连续tt集合s中的连续两个tt以上的位点中包括有tt二聚体位点;这些tt二聚体位点包括自然存在的即未经uv照射就存在于酵母基因组上的tt二聚体位点,也包括由uv照射后引起的tt二聚体位点。
(4)获得tt二聚体集合b
统计现有文献(chromosomallandscapeofuvdamageformationandrepairatsingle-nucleotideresolution)报道的经过uv照射后的酵母中存在的所有tt二聚体位点,作为真阳性tt二聚体集合a1;统计上述现有文献报道的不是经过uv照射的酵母中的存在的所有tt二聚体位点,作为假阳性tt二聚体集合a’;
去除真阳性tt二聚体集合a1中同时包含在假阳性tt二聚体集合a’的tt二聚体位点后,得到真阳性tt二聚体集合a2,并在该真阳性tt二聚体集合a2中去除测序深度小于10的所有位点和所有的具有连续10个t的位点,得到所述预先设置的tt二聚体集合b。
(5)以所述连续tt集合s与预先设置的tt二聚体集合b的交集作为机器学习的阳性样本训练集合p,共计27793个样本,以所述连续tt集合s与所述预先设置的tt二聚体集合b的的差集作为机器学习的阴性样本训练集合n,共计130315个样本。训练集的构建流程可结合图1参考。

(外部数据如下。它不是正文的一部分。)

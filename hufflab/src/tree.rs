//! Huffman merge tree construction and structural introspection
//!
//! The tree is a pure value: every node exclusively owns its children and the
//! caller owns the root. A tree is built once per analysis run and replaced
//! wholesale on the next run.

use crate::table::SymbolTable;
use std::fmt;

/// A left/right decision on a root-to-leaf path.
#[derive(Debug, Clone, Copy, PartialEq, Eq)]
pub enum Branch {
    /// Descend into the left child (bit 0).
    Left,
    /// Descend into the right child (bit 1).
    Right,
}

impl Branch {
    /// The code bit this branch contributes.
    pub fn bit(self) -> char {
        match self {
            Branch::Left => '0',
            Branch::Right => '1',
        }
    }
}

/// A node of the Huffman merge tree.
///
/// Leaves carry a symbol; internal nodes carry exactly two children and the
/// sum of their probabilities. There are no unary internal nodes: a tree is
/// either a lone leaf (single-symbol degenerate case) or every internal node
/// is binary.
#[derive(Debug, Clone, PartialEq)]
pub enum Node {
    /// Symbol-bearing terminal node.
    Leaf {
        /// Symbol identifier.
        name: String,
        /// Probability of the symbol.
        probability: f64,
    },
    /// Merge node combining two subtrees.
    Internal {
        /// Sum of the two children's probabilities.
        probability: f64,
        /// First-selected (lower-priority) subtree; contributes bit 0.
        left: Box<Node>,
        /// Second-selected subtree; contributes bit 1.
        right: Box<Node>,
    },
}

impl Node {
    /// Build the merge tree for a validated symbol table.
    ///
    /// The working set starts as one leaf per symbol in input order. Each
    /// step stable-sorts the set ascending by probability, removes the first
    /// two nodes (first becomes the left child), and appends their merge.
    /// Ties therefore keep their current relative order, and a fresh merge
    /// sorts after existing nodes of equal probability. The procedure is
    /// deterministic for any given input order.
    pub fn build(table: &SymbolTable) -> Self {
        let mut nodes: Vec<Node> = table
            .symbols()
            .iter()
            .map(|s| Node::Leaf {
                name: s.name.clone(),
                probability: s.probability,
            })
            .collect();

        debug_assert!(!nodes.is_empty(), "tables are validated non-empty");

        while nodes.len() > 1 {
            nodes.sort_by(|a, b| a.probability().total_cmp(&b.probability()));
            let left = nodes.remove(0);
            let right = nodes.remove(0);
            log::trace!(
                "merging {} + {} = {}",
                left.probability(),
                right.probability(),
                left.probability() + right.probability()
            );
            nodes.push(Node::Internal {
                probability: left.probability() + right.probability(),
                left: Box::new(left),
                right: Box::new(right),
            });
        }

        // Single-symbol input skips the loop: the lone leaf is the root.
        nodes.pop().unwrap_or(Node::Leaf {
            name: String::new(),
            probability: 0.0,
        })
    }

    /// Probability carried by this node (sum of subtree leaves).
    pub fn probability(&self) -> f64 {
        match self {
            Node::Leaf { probability, .. } => *probability,
            Node::Internal { probability, .. } => *probability,
        }
    }

    /// Whether this node is symbol-bearing.
    pub fn is_leaf(&self) -> bool {
        matches!(self, Node::Leaf { .. })
    }

    /// Longest root-to-leaf edge count. A lone leaf has depth 0.
    pub fn max_depth(&self) -> usize {
        match self {
            Node::Leaf { .. } => 0,
            Node::Internal { left, right, .. } => 1 + left.max_depth().max(right.max_depth()),
        }
    }

    /// Number of symbol-bearing nodes.
    pub fn leaf_count(&self) -> usize {
        match self {
            Node::Leaf { .. } => 1,
            Node::Internal { left, right, .. } => left.leaf_count() + right.leaf_count(),
        }
    }

    /// Number of merge nodes. Always `leaf_count() - 1`.
    pub fn internal_count(&self) -> usize {
        match self {
            Node::Leaf { .. } => 0,
            Node::Internal { left, right, .. } => {
                1 + left.internal_count() + right.internal_count()
            }
        }
    }

    /// Total node count, leaves and merge nodes together.
    pub fn total_count(&self) -> usize {
        self.leaf_count() + self.internal_count()
    }

    /// Left/right decisions from the root to the leaf holding `name`, or
    /// `None` if no such leaf exists. A root leaf yields an empty path.
    pub fn path_to(&self, name: &str) -> Option<Vec<Branch>> {
        match self {
            Node::Leaf { name: n, .. } => (n == name).then(Vec::new),
            Node::Internal { left, right, .. } => {
                if let Some(mut path) = left.path_to(name) {
                    path.insert(0, Branch::Left);
                    return Some(path);
                }
                if let Some(mut path) = right.path_to(name) {
                    path.insert(0, Branch::Right);
                    return Some(path);
                }
                None
            }
        }
    }

    /// Human-readable indented dump of the tree, one node per line.
    ///
    /// Leaves render as `name (p)`, merge nodes as bare `p`, probabilities to
    /// three decimals, with `├──`/`└──` connectors distinguishing a node that
    /// has a following sibling from a last child.
    pub fn render(&self) -> String {
        let mut out = String::new();
        self.render_into(&mut out, "", true);
        out
    }

    fn render_into(&self, out: &mut String, prefix: &str, is_last: bool) {
        let connector = if is_last { "└── " } else { "├── " };
        let label = match self {
            Node::Leaf { name, probability } => format!("{} ({:.3})", name, probability),
            Node::Internal { probability, .. } => format!("{:.3}", probability),
        };
        out.push_str(prefix);
        out.push_str(connector);
        out.push_str(&label);
        out.push('\n');

        if let Node::Internal { left, right, .. } = self {
            let child_prefix = format!("{}{}", prefix, if is_last { "    " } else { "│   " });
            left.render_into(out, &child_prefix, false);
            right.render_into(out, &child_prefix, true);
        }
    }
}

impl fmt::Display for Node {
    fn fmt(&self, f: &mut fmt::Formatter<'_>) -> fmt::Result {
        f.write_str(&self.render())
    }
}

#[cfg(test)]
mod tests {
    use super::*;
    use crate::table::SymbolTable;

    fn table(input: &str) -> SymbolTable {
        SymbolTable::parse(input).expect("test table must validate")
    }

    #[test]
    fn test_two_symbols_merge_once() {
        let root = Node::build(&table("A,0.5\nB,0.5"));
        assert!((root.probability() - 1.0).abs() < 1e-9);
        assert_eq!(root.max_depth(), 1);
        assert_eq!(root.leaf_count(), 2);
        assert_eq!(root.internal_count(), 1);
        assert_eq!(root.total_count(), 3);
    }

    #[test]
    fn test_structural_counts() {
        let root = Node::build(&table("A,0.4\nB,0.2\nC,0.2\nD,0.1\nE,0.1"));
        assert_eq!(root.leaf_count(), 5);
        assert_eq!(root.internal_count(), 4);
        assert_eq!(root.total_count(), 9);
        assert!((root.probability() - 1.0).abs() < 1e-9);
    }

    #[test]
    fn test_tie_break_is_deterministic() {
        // Four equal probabilities: first pass merges A+B, second C+D,
        // final pass merges the two internal nodes.
        let root = Node::build(&table("A,0.25\nB,0.25\nC,0.25\nD,0.25"));
        assert_eq!(root.max_depth(), 2);
        assert_eq!(root.path_to("A"), Some(vec![Branch::Left, Branch::Left]));
        assert_eq!(root.path_to("B"), Some(vec![Branch::Left, Branch::Right]));
        assert_eq!(root.path_to("C"), Some(vec![Branch::Right, Branch::Left]));
        assert_eq!(root.path_to("D"), Some(vec![Branch::Right, Branch::Right]));
    }

    #[test]
    fn test_lower_probability_goes_left() {
        let root = Node::build(&table("A,0.7\nB,0.3"));
        // B has the smaller probability, so it is selected first
        assert_eq!(root.path_to("B"), Some(vec![Branch::Left]));
        assert_eq!(root.path_to("A"), Some(vec![Branch::Right]));
    }

    #[test]
    fn test_path_to_missing_symbol() {
        let root = Node::build(&table("A,0.5\nB,0.5"));
        assert_eq!(root.path_to("Z"), None);
    }

    #[test]
    fn test_single_leaf_root() {
        let root = Node::Leaf {
            name: "A".to_string(),
            probability: 1.0,
        };
        assert_eq!(root.max_depth(), 0);
        assert_eq!(root.leaf_count(), 1);
        assert_eq!(root.internal_count(), 0);
        assert_eq!(root.path_to("A"), Some(vec![]));
    }

    #[test]
    fn test_render_shape() {
        let root = Node::build(&table("A,0.5\nB,0.5"));
        let dump = root.render();
        assert_eq!(dump, "└── 1.000\n    ├── A (0.500)\n    └── B (0.500)\n");
    }

    #[test]
    fn test_render_marks_siblings() {
        let root = Node::build(&table("A,0.5\nB,0.25\nC,0.25"));
        let dump = root.render();
        // Exactly one sibling connector per internal node
        assert_eq!(dump.matches("├──").count(), root.internal_count());
        assert_eq!(dump.lines().count(), root.total_count());
    }
}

(6)分别将阳性样本训练集合p和阴性样本训练集合n中的连续tt位点向其上下游各拓展4bp,得到覆盖tt二聚体位点的10bp碱基序列,根据步骤(1)中的所述目标测序序列电信号获取每个10bp碱基序列相对应的电信号特征:电信号强度、标准差和电信号持续时间;每个10bp碱基序列共30个信号特征。
得到与所述阳性样本集合p对应的阳性样本碱基序列集和阳性样本电信号特征集,以及与所述阴性样本集合n对应的阴性样本碱基序列集和阴性样本电信号特征集。
(7)将步骤(6)处理后的阳性样本训练集合p和阴性样本训练集合n作为机器学习输入,采用svm算法、rnn算法构建训练模型,训练完成后即为基于nanopore测序技术辐射损伤中嘧啶二聚体的识别模型。
该识别模型可用于nanopore测序技术,对dna序列发生的变化例如由uv照射引起的tt二聚体进行预测。
以上所述仅为本发明的优选实施例而已,并不用于限制本发明,对于本领域的技术人员来说,本发明可以有各种更改和变化。凡在本发明的精神和原则之内,所作的任何修改、等同替换、改进等,均应包含在本发明的保护范围之内。